I draped the canvas over the hull, sewed up the bow, then yanked on the fabric at the stern to pull it as tight as possible. I marked the spot where the stretched canvas met the end of the stern, sewed the canvas into a sort of envelope, then pulled the cloth over the stern. From there I sewed a felled seam down the middle of the deck from the cockpit to the ends. The usual drill, in short.
I had forgotten how much sewing canvas is like sewing plywood. I punched holes for the needle with an awl, then pushed the needle through using leather gloves. Tough going. But when I finished the skin was satisfyingly snug. I figured I could tighten it up a bit more by dousing the canvas with hot water, then letting it air dry. It works on jeans, and is commonly recommended for kayaks. My big concern was that the fabric would shrink too much and distort the frame.
Talk about your unnecessary concerns. I went back to my shop the next morning and discovered that if anything, the skin seemed looser. I boiled up some water, doused the skin again, and dried it this time with an iron set to high. Afterword I told myself that it seemed as tight as it had before the first treatment. That may have been true.
Thinking there was nothing further to be done, I moved on to coating the skin. Lately I’ve mixed artist pigment in with spar varnish and brushed on five or six coats. With poly that’s enough to get a smooth finish that is to my eye a pleasing, leather-like, mottled brown. I imagined something roughly similar would happen with the canvas.
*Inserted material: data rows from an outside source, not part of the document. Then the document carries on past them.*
//! Zentinel gRPC Mock
//!
//! A gRPC mock engine: matches incoming calls against declared stubs and
//! replays scripted responses for unary, client-streaming, server-streaming
//! and bidirectional calls.
//!
//! # Features
//!
//! - **Input Matching**: `equals`, `contains`, `matches` (regex) and `any`,
//!   with optional order-insensitive arrays
//! - **Streaming Scripts**: ordered `send`, `delay` and `end` steps
//! - **Dynamic Templates**: Handlebars templates over the request, headers and
//!   message index
//! - **Usage Limits**: stop answering after `times` successful calls
//! - **Diagnostics**: closest-stub ranking when nothing matches
//! - **History**: bounded in-memory record of served calls
//!
//! # Example Configuration
//!
//! ```yaml
//! stubs:
//!   - id: hello
//!     service: helloworld.Greeter
//!     method: SayHello
//!     input:
//!       equals:
//!         name: Bob
//!     outputs:
//!       - stream:
//!           - send: {message: "Hello, {{request.name}}"}
//!           - delay: 50ms
//!           - end: {code: OK}
//! ```

pub mod analytics;
pub mod config;
pub mod executor;
pub mod matcher;
pub mod ranker;
pub mod server;
pub mod store;
pub mod template;

pub use config::{Matcher, Metadata, MockConfig, Payload, RpcShape, Status, Stub};
pub use executor::{
    Aborted, CallContext, ExecuteError, Execution, Executor, ResponseWriter, RuntimeHook,
    TransportError,
};
pub use server::{Call, CallOutcome, MockServer, ServeError};
pub use template::{Renderer, TemplateEngine};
As it turns out, canvas has much more texture than poly. The varnish created a miniature moonscape of rough peaks and valleys. I sanded it down between coats, which helped some but never resulted in an especially smooth surface. Instead, the formerly more-or-less tight skin developed subtle waves. It seemed as if the varnish loosened the canvas. After five or six coats (like Clint Eastwood in Dirty Harry, I sort of lost track) I decided to stop.
Right now I’m clinging to my illusions. I’m hoping that if I get the boat on the water, get it wet and let it dry in the sun, the canvas will magically shrink. Alternately — and more realistically — I’m thinking that once I get the boat on the water I’ll be so captivated by the way it paddles that I’ll forget about a few sags in the skin.
In the meantime I’ve been reminded of a little something about myself. I’m not always happy to leave well enough alone. I don’t care so much for a rutted path. A lot of times that works out. I can live with the times when it doesn’t.